//! Service configuration from environment variables.

use recipe_flow::IngredientStyle;
use std::env;
use thiserror::Error;

pub const DEFAULT_MODEL: &str = "openai/gpt-4o-mini";
pub const DEFAULT_IMAGE_MODEL: &str = "dall-e-2";
pub const DEFAULT_IMAGE_SIZE: &str = "1024x1024";
pub const DEFAULT_IMAGE_BASE_URL: &str = "https://api.openai.com/v1";
pub const DEFAULT_PORT: u16 = 3000;

#[derive(Error, Debug)]
pub enum ConfigError {
    #[error("Missing required environment variable: {0}")]
    MissingEnvVar(String),

    #[error("Invalid value for {name}: {value}")]
    InvalidValue { name: String, value: String },
}

#[derive(Debug, Clone, Copy, Default, PartialEq, Eq)]
pub enum LogFormat {
    #[default]
    Pretty,
    Json,
}

/// Image generation settings; absent when no image API key is configured.
#[derive(Debug, Clone)]
pub struct ImageConfig {
    pub api_key: String,
    pub model: String,
    pub size: String,
    pub base_url: String,
}

#[derive(Debug, Clone)]
pub struct ServiceConfig {
    /// API key for OpenRouter.
    pub openrouter_api_key: String,
    /// Completion model name (e.g., "openai/gpt-4o-mini").
    pub model: String,
    pub images: Option<ImageConfig>,
    /// Resolve images while generating a recipe, not only on the image endpoint.
    pub inline_images: bool,
    /// Reject malformed bodies and blank ingredients with 400 instead of falling back.
    pub strict_requests: bool,
    pub ingredient_style: IngredientStyle,
    pub log_format: LogFormat,
    pub port: u16,
}

impl ServiceConfig {
    /// Load configuration from environment variables.
    ///
    /// Required:
    /// - `OPENROUTER_API_KEY`
    ///
    /// Optional:
    /// - `RECIPE_MODEL` (default: "openai/gpt-4o-mini")
    /// - `OPENAI_API_KEY`: enables image generation
    /// - `RECIPE_IMAGE_MODEL` (default: "dall-e-2")
    /// - `RECIPE_IMAGE_SIZE` (default: "1024x1024")
    /// - `RECIPE_IMAGE_BASE_URL` (default: "https://api.openai.com/v1")
    /// - `RECIPE_INLINE_IMAGES` (default: true)
    /// - `RECIPE_STRICT_REQUESTS` (default: false)
    /// - `RECIPE_INGREDIENT_STYLE`: "structured" or "flattened" (default: structured)
    /// - `RECIPE_LOG_FORMAT`: "pretty" or "json" (default: pretty)
    /// - `PORT` (default: 3000)
    pub fn from_env() -> Result<Self, ConfigError> {
        Self::from_lookup(|name| env::var(name).ok())
    }

    pub fn from_lookup<F>(lookup: F) -> Result<Self, ConfigError>
    where
        F: Fn(&str) -> Option<String>,
    {
        let var = |name: &str| lookup(name).filter(|value| !value.trim().is_empty());

        let openrouter_api_key = var("OPENROUTER_API_KEY")
            .ok_or_else(|| ConfigError::MissingEnvVar("OPENROUTER_API_KEY".to_string()))?;

        let model = var("RECIPE_MODEL").unwrap_or_else(|| DEFAULT_MODEL.to_string());

        let images = var("OPENAI_API_KEY").map(|api_key| ImageConfig {
            api_key,
            model: var("RECIPE_IMAGE_MODEL").unwrap_or_else(|| DEFAULT_IMAGE_MODEL.to_string()),
            size: var("RECIPE_IMAGE_SIZE").unwrap_or_else(|| DEFAULT_IMAGE_SIZE.to_string()),
            base_url: var("RECIPE_IMAGE_BASE_URL")
                .unwrap_or_else(|| DEFAULT_IMAGE_BASE_URL.to_string()),
        });

        let inline_images = parse_flag("RECIPE_INLINE_IMAGES", var("RECIPE_INLINE_IMAGES"), true)?;
        let strict_requests =
            parse_flag("RECIPE_STRICT_REQUESTS", var("RECIPE_STRICT_REQUESTS"), false)?;

        let ingredient_style = match var("RECIPE_INGREDIENT_STYLE") {
            Some(value) => value.parse().map_err(|_| ConfigError::InvalidValue {
                name: "RECIPE_INGREDIENT_STYLE".to_string(),
                value,
            })?,
            None => IngredientStyle::default(),
        };

        let log_format = match var("RECIPE_LOG_FORMAT").as_deref().map(str::trim) {
            None | Some("pretty") => LogFormat::Pretty,
            Some("json") => LogFormat::Json,
            Some(other) => {
                return Err(ConfigError::InvalidValue {
                    name: "RECIPE_LOG_FORMAT".to_string(),
                    value: other.to_string(),
                });
            }
        };

        let port = match var("PORT") {
            Some(value) => value.trim().parse().map_err(|_| ConfigError::InvalidValue {
                name: "PORT".to_string(),
                value,
            })?,
            None => DEFAULT_PORT,
        };

        Ok(Self {
            openrouter_api_key,
            model,
            images,
            inline_images,
            strict_requests,
            ingredient_style,
            log_format,
            port,
        })
    }
}

fn parse_flag(name: &str, value: Option<String>, default: bool) -> Result<bool, ConfigError> {
    let Some(value) = value else {
        return Ok(default);
    };
    match value.trim().to_ascii_lowercase().as_str() {
        "true" | "1" | "yes" => Ok(true),
        "false" | "0" | "no" => Ok(false),
        _ => Err(ConfigError::InvalidValue {
            name: name.to_string(),
            value,
        }),
    }
}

◇ ◇ ◇ ◇ ◇

Each line must be given again exactly as written above.

//! Service configuration from environment variables.

use recipe_flow::IngredientStyle;
use std::env;
use thiserror::Error;

pub const DEFAULT_MODEL: &str = "openai/gpt-4o-mini";
pub const DEFAULT_IMAGE_MODEL: &str = "dall-e-2";
pub const DEFAULT_IMAGE_SIZE: &str = "1024x1024";
pub const DEFAULT_IMAGE_BASE_URL: &str = "https://api.openai.com/v1";
pub const DEFAULT_PORT: u16 = 3000;

#[derive(Error, Debug)]
pub enum ConfigError {
    #[error("Missing required environment variable: {0}")]
    MissingEnvVar(String),

    #[error("Invalid value for {name}: {value}")]
    InvalidValue { name: String, value: String },
}

#[derive(Debug, Clone, Copy, Default, PartialEq, Eq)]
pub enum LogFormat {
    #[default]
    Pretty,
    Json,
}

/// Image generation settings; absent when no image API key is configured.
#[derive(Debug, Clone)]
pub struct ImageConfig {
    pub api_key: String,
    pub model: String,
    pub size: String,
    pub base_url: String,
}

#[derive(Debug, Clone)]
pub struct ServiceConfig {
    /// API key for OpenRouter.
    pub openrouter_api_key: String,
    /// Completion model name (e.g., "openai/gpt-4o-mini").
    pub model: String,
    pub images: Option<ImageConfig>,
    /// Resolve images while generating a recipe, not only on the image endpoint.
    pub inline_images: bool,
    /// Reject malformed bodies and blank ingredients with 400 instead of falling back.
    pub strict_requests: bool,
    pub ingredient_style: IngredientStyle,
    pub log_format: LogFormat,
    pub port: u16,
}

impl ServiceConfig {
    /// Load configuration from environment variables.
    ///
    /// Required:
    /// - `OPENROUTER_API_KEY`
    ///
    /// Optional:
    /// - `RECIPE_MODEL` (default: "openai/gpt-4o-mini")
    /// - `OPENAI_API_KEY`: enables image generation
    /// - `RECIPE_IMAGE_MODEL` (default: "dall-e-2")
    /// - `RECIPE_IMAGE_SIZE` (default: "1024x1024")
    /// - `RECIPE_IMAGE_BASE_URL` (default: "https://api.openai.com/v1")
    /// - `RECIPE_INLINE_IMAGES` (default: true)
    /// - `RECIPE_STRICT_REQUESTS` (default: false)
    /// - `RECIPE_INGREDIENT_STYLE`: "structured" or "flattened" (default: structured)
    /// - `RECIPE_LOG_FORMAT`: "pretty" or "json" (default: pretty)
    /// - `PORT` (default: 3000)
    pub fn from_env() -> Result<Self, ConfigError> {
        Self::from_lookup(|name| env::var(name).ok())
    }

    pub fn from_lookup<F>(lookup: F) -> Result<Self, ConfigError>
    where
        F: Fn(&str) -> Option<String>,
    {
        let var = |name: &str| lookup(name).filter(|value| !value.trim().is_empty());

        let openrouter_api_key = var("OPENROUTER_API_KEY")
            .ok_or_else(|| ConfigError::MissingEnvVar("OPENROUTER_API_KEY".to_string()))?;

        let model = var("RECIPE_MODEL").unwrap_or_else(|| DEFAULT_MODEL.to_string());

        let images = var("OPENAI_API_KEY").map(|api_key| ImageConfig {
            api_key,
            model: var("RECIPE_IMAGE_MODEL").unwrap_or_else(|| DEFAULT_IMAGE_MODEL.to_string()),
            size: var("RECIPE_IMAGE_SIZE").unwrap_or_else(|| DEFAULT_IMAGE_SIZE.to_string()),
            base_url: var("RECIPE_IMAGE_BASE_URL")
                .unwrap_or_else(|| DEFAULT_IMAGE_BASE_URL.to_string()),
        });

        let inline_images = parse_flag("RECIPE_INLINE_IMAGES", var("RECIPE_INLINE_IMAGES"), true)?;
        let strict_requests =
            parse_flag("RECIPE_STRICT_REQUESTS", var("RECIPE_STRICT_REQUESTS"), false)?;

        let ingredient_style = match var("RECIPE_INGREDIENT_STYLE") {
            Some(value) => value.parse().map_err(|_| ConfigError::InvalidValue {
                name: "RECIPE_INGREDIENT_STYLE".to_string(),
                value,
            })?,
            None => IngredientStyle::default(),
        };

        let log_format = match var("RECIPE_LOG_FORMAT").as_deref().map(str::trim) {
            None | Some("pretty") => LogFormat::Pretty,
            Some("json") => LogFormat::Json,
            Some(other) => {
                return Err(ConfigError::InvalidValue {
                    name: "RECIPE_LOG_FORMAT".to_string(),
                    value: other.to_string(),
                });
            }
        };

        let port = match var("PORT") {
            Some(value) => value.trim().parse().map_err(|_| ConfigError::InvalidValue {
                name: "PORT".to_string(),
                value,
            })?,
            None => DEFAULT_PORT,
        };

        Ok(Self {
            openrouter_api_key,
            model,
            images,
            inline_images,
            strict_requests,
            ingredient_style,
            log_format,
            port,
        })
    }
}

fn parse_flag(name: &str, value: Option<String>, default: bool) -> Result<bool, ConfigError> {
    let Some(value) = value else {
        return Ok(default);
    };
    match value.trim().to_ascii_lowercase().as_str() {
        "true" | "1" | "yes" => Ok(true),
        "false" | "0" | "no" => Ok(false),
        _ => Err(ConfigError::InvalidValue {
            name: name.to_string(),
            value,
        }),
    }
}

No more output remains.